CES 2019 presented a glimpse of the automotive future. Cars will operate with autonomy, play nicely with digital assistants, and have 48-inch dashboard displays that don’t obtrude. NAIAS in Detroit took a different turn. Carmakers sliced through the mobility jargon with some gasoline-swilling performance, presenting cars that were, in the words of F1 legend Fernando Alonso, “totally lit.”
Ford’s mobility strategy? Putting the pedal to the metal, bro. The company unveiled the Shelby GT500 Mustang, the most powerful street-legal Mustang ever built by Ford. Its 5.2-liter supercharged V8 will deliver more than 700hp and a 0-60mph time of around 3.5 seconds. Ford did not produce a Bronco for the show. But, Ford did produce an ST “Hot SUV” version of the new Explorer with 400hp and 415lb-ft of torque for some high-performance kid hauling.
Lexus likes big engines. The Japanese maker will continue with a naturally-aspirated 5.0-liter V8 in the RC F. The new “RC F Track Edition” adds power (472hp), drops weight and hits 60mph in less than four seconds.
Toyota revived the Supra. That, of course, meant cramming a 335hp BMW-developed 3.0-liter V6 into a two-seater coupe. The Supra will reach 60mph in 4.3 seconds.
Subaru countered with a limited edition, top-tier STI S209. That collectible bit of all-wheel-drive awesomeness will be the hottest STI branded car ever (341hp) and the first “S” car to hit the U.S. market.
We can’t forget trucks. Sorry – TRUCKS. RAM revealed its new heavy-duty truck. It won’t trump the Silverado 2500HD for grille surface area. But, the 6.7-liter Cummins Turbodiesel will make the HEMI hold its manhood cheap. The new RAM will produce 1,000 lb-ft of torque, hold a 7,680lb payload and tow up to 35,100lbs.

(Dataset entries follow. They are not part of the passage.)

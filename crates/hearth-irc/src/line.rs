//! Newline-delimited line codec for tokio.
//!
//! Inbound lines are yielded without their `\r\n` terminator and decoded
//! lossily, since servers relay whatever bytes other clients send. Outbound
//! lines get `\r\n` appended.

use bytes::{BufMut, BytesMut};
use tokio_util::codec::{Decoder, Encoder};

use crate::error::{IrcError, Result};

/// Default inbound limit. Generous compared to RFC 1459's 512 bytes so that
/// tagged lines from modern servers still fit.
pub const DEFAULT_MAX_LINE_LEN: usize = 8192;

/// Codec that frames a byte stream into text lines.
#[derive(Debug)]
pub struct LineCodec {
    /// Index of the next byte to scan for `\n`.
    next_index: usize,
    max_len: usize,
}

impl LineCodec {
    /// Create a codec with the default length limit.
    pub fn new() -> Self {
        Self::with_max_len(DEFAULT_MAX_LINE_LEN)
    }

    /// Create a codec with a custom inbound length limit.
    pub fn with_max_len(max_len: usize) -> Self {
        Self {
            next_index: 0,
            max_len,
        }
    }
}

impl Default for LineCodec {
    fn default() -> Self {
        Self::new()
    }
}

impl Decoder for LineCodec {
    type Item = String;
    type Error = IrcError;

    fn decode(&mut self, src: &mut BytesMut) -> Result<Option<String>> {
        let Some(offset) = src[self.next_index..].iter().position(|b| *b == b'\n') else {
            self.next_index = src.len();
            if src.len() > self.max_len {
                return Err(IrcError::LineTooLong {
                    actual: src.len(),
                    limit: self.max_len,
                });
            }
            return Ok(None);
        };

        let line = src.split_to(self.next_index + offset + 1);
        self.next_index = 0;

        if line.len() > self.max_len {
            return Err(IrcError::LineTooLong {
                actual: line.len(),
                limit: self.max_len,
            });
        }

        let text = String::from_utf8_lossy(&line);
        Ok(Some(text.trim_end_matches(['\r', '\n']).to_string()))
    }
}

impl Encoder<String> for LineCodec {
    type Error = IrcError;

    fn encode(&mut self, line: String, dst: &mut BytesMut) -> Result<()> {
        let line = line.trim_end_matches(['\r', '\n']);
        dst.reserve(line.len() + 2);
        dst.put_slice(line.as_bytes());
        dst.put_slice(b"\r\n");
        Ok(())
    }
}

In a fitting metaphor for the day, Infiniti’s QX Inspiration EV concept could not power itself to the stage. I watched Infiniti staffers try to push it there. Unnecessarily, if not borderline absurdly, aggressive gasoline power ruled the day.
The difference between the two shows – CES and NAIAS – highlights the automotive market’s present discordance. The mass-market EV future is coming. Cars will operate without drivers. Everyone will be mobile and connected. Your vehicle will update itself over the World Wide Web. It will be awesome, in a fashion, like your iPhone.

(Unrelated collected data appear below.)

//! hearthbot - IRC card lookup bot
//!
//! Answers `!card <name>` commands, `[name]` inline triggers and, optionally,
//! bare card names in chat with the card's text, matched fuzzily against a
//! catalog extracted from the game's asset bundle.

mod bot;
mod cards;
mod config;
mod error;
mod flow_rate;
mod matcher;
mod router;

use crate::bot::Bot;
use crate::cards::{AssetSource, Catalog, CatalogWatcher};
use crate::config::Config;
use crate::flow_rate::FlowRateLimiter;
use crate::router::{Router, RouterSettings};
use std::sync::Arc;
use std::time::Duration;
use tokio_util::sync::CancellationToken;
use tracing::{error, info};
use tracing_subscriber::EnvFilter;

/// Longest we wait for QUIT to reach the server on shutdown.
const QUIT_BOUND: Duration = Duration::from_secs(5);

#[tokio::main]
async fn main() -> anyhow::Result<()> {
    // Initialize tracing
    tracing_subscriber::fmt()
        .with_env_filter(
            EnvFilter::try_from_default_env().unwrap_or_else(|_| EnvFilter::new("info")),
        )
        .with_target(true)
        .init();

    // Load configuration
    let config_path = std::env::args()
        .nth(1)
        .unwrap_or_else(|| "config.toml".to_string());

    let config = Config::load(&config_path).map_err(|e| {
        error!(path = %config_path, error = %e, "Failed to load config");
        e
    })?;

    info!(
        host = %config.irc.host,
        port = config.irc.port,
        nick = %config.irc.nick,
        "Starting hearthbot"
    );

    let cancel = CancellationToken::new();

    // Initial catalog load. A locked bundle is waited out; one without cards
    // is a startup failure.
    let catalog = Arc::new(Catalog::new());
    let watcher = CatalogWatcher::new(
        Arc::clone(&catalog),
        AssetSource::new(config.cards.source.clone()),
        config.cards.language.clone(),
        Duration::from_secs(config.cards.reload_poll_seconds),
        Duration::from_secs(config.cards.retry_delay_seconds),
    );
    let loaded = tokio::select! {
        result = watcher.reload_with_retry(&cancel) => result,
        _ = tokio::signal::ctrl_c() => {
            info!("Interrupted during startup");
            return Ok(());
        }
    };
    let names = loaded.map_err(|e| {
        error!(
            path = %config.cards.source.display(),
            code = e.error_code(),
            error = %e,
            "Failed to load card catalog"
        );
        e
    })?;
    info!(names, language = %config.cards.language, "Card catalog ready");

    let watcher_task = watcher.spawn(cancel.clone());
    info!("Card source watcher started");

    let limiter = Arc::new(FlowRateLimiter::from_config(&config.flow_rate));
    let sweeper_task = Arc::clone(&limiter).spawn_sweeper(cancel.clone());
    info!(
        max = config.flow_rate.max_messages,
        decay_secs = config.flow_rate.decay_seconds,
        "Flow rate limiter started"
    );

    let settings = RouterSettings::from_config(&config)?;
    let router = Arc::new(Router::new(catalog, limiter, settings));
    let bot = Arc::new(Bot::new(config.irc.clone(), router));

    let supervisor = {
        let bot = Arc::clone(&bot);
        let cancel = cancel.clone();
        tokio::spawn(async move { bot.run(cancel).await })
    };

    if let Err(e) = tokio::signal::ctrl_c().await {
        error!(error = %e, "Failed to listen for shutdown signal");
    }
    info!("Shutting down");

    bot.quit(QUIT_BOUND).await;
    cancel.cancel();
    for task in [supervisor, watcher_task, sweeper_task] {
        if let Err(e) = task.await {
            error!(error = %e, "Background task failed");
        }
    }

    info!("Stopped");
    Ok(())
}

Paying for that future that excites shareholders and venture capitalists, though, requires strong sales in the present market. Judging from NAIAS, real-life customers still want some limited edition, eye-blistering internal combustion, preferably with third-row flexibility and a snorkel. The halcyon days of fossil burning will persist, at least through the next model cycle.